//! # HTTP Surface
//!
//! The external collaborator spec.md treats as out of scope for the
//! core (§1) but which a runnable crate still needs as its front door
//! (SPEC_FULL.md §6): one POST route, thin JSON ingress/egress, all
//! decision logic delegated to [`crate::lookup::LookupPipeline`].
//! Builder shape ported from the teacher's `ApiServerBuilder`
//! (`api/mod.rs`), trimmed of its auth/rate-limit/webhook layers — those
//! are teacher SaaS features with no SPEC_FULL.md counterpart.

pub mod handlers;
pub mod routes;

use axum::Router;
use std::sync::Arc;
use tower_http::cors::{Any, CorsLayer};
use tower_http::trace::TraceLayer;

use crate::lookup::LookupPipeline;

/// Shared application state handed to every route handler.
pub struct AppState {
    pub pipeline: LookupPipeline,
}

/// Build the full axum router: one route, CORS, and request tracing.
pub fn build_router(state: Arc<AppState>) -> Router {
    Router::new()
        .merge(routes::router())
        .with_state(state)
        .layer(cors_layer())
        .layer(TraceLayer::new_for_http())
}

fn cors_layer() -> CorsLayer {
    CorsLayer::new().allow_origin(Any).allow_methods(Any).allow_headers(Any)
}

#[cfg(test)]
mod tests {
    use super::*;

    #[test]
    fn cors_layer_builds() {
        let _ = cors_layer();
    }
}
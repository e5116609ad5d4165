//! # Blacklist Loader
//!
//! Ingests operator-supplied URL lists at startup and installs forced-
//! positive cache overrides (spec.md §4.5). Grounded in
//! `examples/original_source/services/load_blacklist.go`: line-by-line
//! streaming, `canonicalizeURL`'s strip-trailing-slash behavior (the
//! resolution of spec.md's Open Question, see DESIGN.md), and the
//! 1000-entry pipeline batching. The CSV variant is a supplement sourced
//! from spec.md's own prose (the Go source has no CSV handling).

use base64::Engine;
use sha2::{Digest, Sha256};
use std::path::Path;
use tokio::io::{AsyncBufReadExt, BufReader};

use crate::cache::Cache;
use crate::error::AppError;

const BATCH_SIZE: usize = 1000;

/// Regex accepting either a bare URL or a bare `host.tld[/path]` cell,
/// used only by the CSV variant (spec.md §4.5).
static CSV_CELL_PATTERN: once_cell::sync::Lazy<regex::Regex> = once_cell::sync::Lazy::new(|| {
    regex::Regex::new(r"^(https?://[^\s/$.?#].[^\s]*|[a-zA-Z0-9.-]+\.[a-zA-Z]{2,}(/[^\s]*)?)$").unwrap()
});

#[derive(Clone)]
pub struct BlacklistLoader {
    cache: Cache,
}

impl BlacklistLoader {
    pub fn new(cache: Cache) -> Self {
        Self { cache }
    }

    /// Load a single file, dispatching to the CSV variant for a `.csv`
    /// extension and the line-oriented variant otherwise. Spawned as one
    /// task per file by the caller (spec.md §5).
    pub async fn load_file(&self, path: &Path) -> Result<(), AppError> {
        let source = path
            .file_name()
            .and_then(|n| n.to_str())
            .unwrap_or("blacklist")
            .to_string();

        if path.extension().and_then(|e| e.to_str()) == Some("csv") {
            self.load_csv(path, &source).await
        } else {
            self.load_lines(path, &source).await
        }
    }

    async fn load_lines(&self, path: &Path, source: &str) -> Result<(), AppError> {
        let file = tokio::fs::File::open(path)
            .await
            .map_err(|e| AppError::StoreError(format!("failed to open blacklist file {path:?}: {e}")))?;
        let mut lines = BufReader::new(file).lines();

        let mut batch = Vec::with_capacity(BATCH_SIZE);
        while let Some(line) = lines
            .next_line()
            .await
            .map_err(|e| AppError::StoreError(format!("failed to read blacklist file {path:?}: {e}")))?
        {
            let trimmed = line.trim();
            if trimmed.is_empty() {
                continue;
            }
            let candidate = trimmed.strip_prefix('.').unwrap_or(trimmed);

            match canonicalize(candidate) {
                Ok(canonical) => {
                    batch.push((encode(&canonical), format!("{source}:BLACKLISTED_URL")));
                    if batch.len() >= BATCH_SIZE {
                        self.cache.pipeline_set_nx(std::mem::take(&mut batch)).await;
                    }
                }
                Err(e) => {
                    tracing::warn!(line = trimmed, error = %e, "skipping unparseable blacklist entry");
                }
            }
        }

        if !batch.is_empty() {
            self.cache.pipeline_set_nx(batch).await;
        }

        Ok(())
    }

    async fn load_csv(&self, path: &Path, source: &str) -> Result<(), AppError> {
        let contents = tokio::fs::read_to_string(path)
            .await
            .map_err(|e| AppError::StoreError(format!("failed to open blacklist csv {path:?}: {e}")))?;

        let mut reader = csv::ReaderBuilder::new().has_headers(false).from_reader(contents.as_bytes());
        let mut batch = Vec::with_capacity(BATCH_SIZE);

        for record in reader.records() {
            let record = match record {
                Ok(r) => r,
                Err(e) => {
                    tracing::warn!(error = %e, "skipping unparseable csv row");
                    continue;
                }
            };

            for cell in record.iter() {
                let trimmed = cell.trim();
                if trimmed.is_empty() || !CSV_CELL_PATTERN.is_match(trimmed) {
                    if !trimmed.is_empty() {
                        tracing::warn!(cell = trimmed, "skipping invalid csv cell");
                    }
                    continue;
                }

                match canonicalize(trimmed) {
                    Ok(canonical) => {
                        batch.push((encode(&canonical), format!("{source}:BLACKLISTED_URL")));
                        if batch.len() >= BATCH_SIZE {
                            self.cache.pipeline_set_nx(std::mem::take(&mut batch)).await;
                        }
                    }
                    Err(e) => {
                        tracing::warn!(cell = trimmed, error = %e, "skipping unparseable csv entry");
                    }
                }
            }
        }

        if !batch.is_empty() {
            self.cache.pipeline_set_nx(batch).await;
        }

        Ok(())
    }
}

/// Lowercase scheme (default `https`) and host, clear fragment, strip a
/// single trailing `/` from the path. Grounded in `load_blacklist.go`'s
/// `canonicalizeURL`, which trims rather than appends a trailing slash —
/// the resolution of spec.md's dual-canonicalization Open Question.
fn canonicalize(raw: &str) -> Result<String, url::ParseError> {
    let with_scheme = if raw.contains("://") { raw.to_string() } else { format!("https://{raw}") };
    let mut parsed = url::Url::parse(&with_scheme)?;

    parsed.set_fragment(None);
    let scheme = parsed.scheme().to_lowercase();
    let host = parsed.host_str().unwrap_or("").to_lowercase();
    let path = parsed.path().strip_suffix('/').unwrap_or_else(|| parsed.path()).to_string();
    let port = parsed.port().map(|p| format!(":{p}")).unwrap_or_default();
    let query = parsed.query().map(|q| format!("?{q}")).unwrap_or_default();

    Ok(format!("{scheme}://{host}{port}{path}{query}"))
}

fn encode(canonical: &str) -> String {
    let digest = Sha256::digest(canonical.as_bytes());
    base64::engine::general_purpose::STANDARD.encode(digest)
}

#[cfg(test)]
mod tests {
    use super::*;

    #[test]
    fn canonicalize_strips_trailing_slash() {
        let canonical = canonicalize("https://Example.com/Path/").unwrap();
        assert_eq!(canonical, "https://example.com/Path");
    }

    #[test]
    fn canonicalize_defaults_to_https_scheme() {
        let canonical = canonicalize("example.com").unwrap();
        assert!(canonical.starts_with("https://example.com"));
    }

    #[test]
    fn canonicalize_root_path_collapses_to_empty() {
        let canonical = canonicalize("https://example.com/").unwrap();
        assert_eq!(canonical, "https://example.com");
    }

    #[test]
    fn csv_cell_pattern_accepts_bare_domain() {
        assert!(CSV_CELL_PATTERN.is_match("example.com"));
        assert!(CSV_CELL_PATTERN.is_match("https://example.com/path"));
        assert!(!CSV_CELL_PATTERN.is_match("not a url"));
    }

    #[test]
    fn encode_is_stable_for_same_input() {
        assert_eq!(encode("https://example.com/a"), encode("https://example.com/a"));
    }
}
● ● ● ● ● ● ●
### Task instructions
Using the listing above, return word for word each line from the one that has "use crate::error::AppError;" through the one that has "if path.extension().and_then(|e| e.to_str())", and no line outside that range.

### Task output
use crate::error::AppError;

const BATCH_SIZE: usize = 1000;

/// Regex accepting either a bare URL or a bare `host.tld[/path]` cell,
/// used only by the CSV variant (spec.md §4.5).
static CSV_CELL_PATTERN: once_cell::sync::Lazy<regex::Regex> = once_cell::sync::Lazy::new(|| {
    regex::Regex::new(r"^(https?://[^\s/$.?#].[^\s]*|[a-zA-Z0-9.-]+\.[a-zA-Z]{2,}(/[^\s]*)?)$").unwrap()
});

#[derive(Clone)]
pub struct BlacklistLoader {
    cache: Cache,
}

impl BlacklistLoader {
    pub fn new(cache: Cache) -> Self {
        Self { cache }
    }

    /// Load a single file, dispatching to the CSV variant for a `.csv`
    /// extension and the line-oriented variant otherwise. Spawned as one
    /// task per file by the caller (spec.md §5).
    pub async fn load_file(&self, path: &Path) -> Result<(), AppError> {
        let source = path
            .file_name()
            .and_then(|n| n.to_str())
            .unwrap_or("blacklist")
            .to_string();

        if path.extension().and_then(|e| e.to_str()) == Some("csv") {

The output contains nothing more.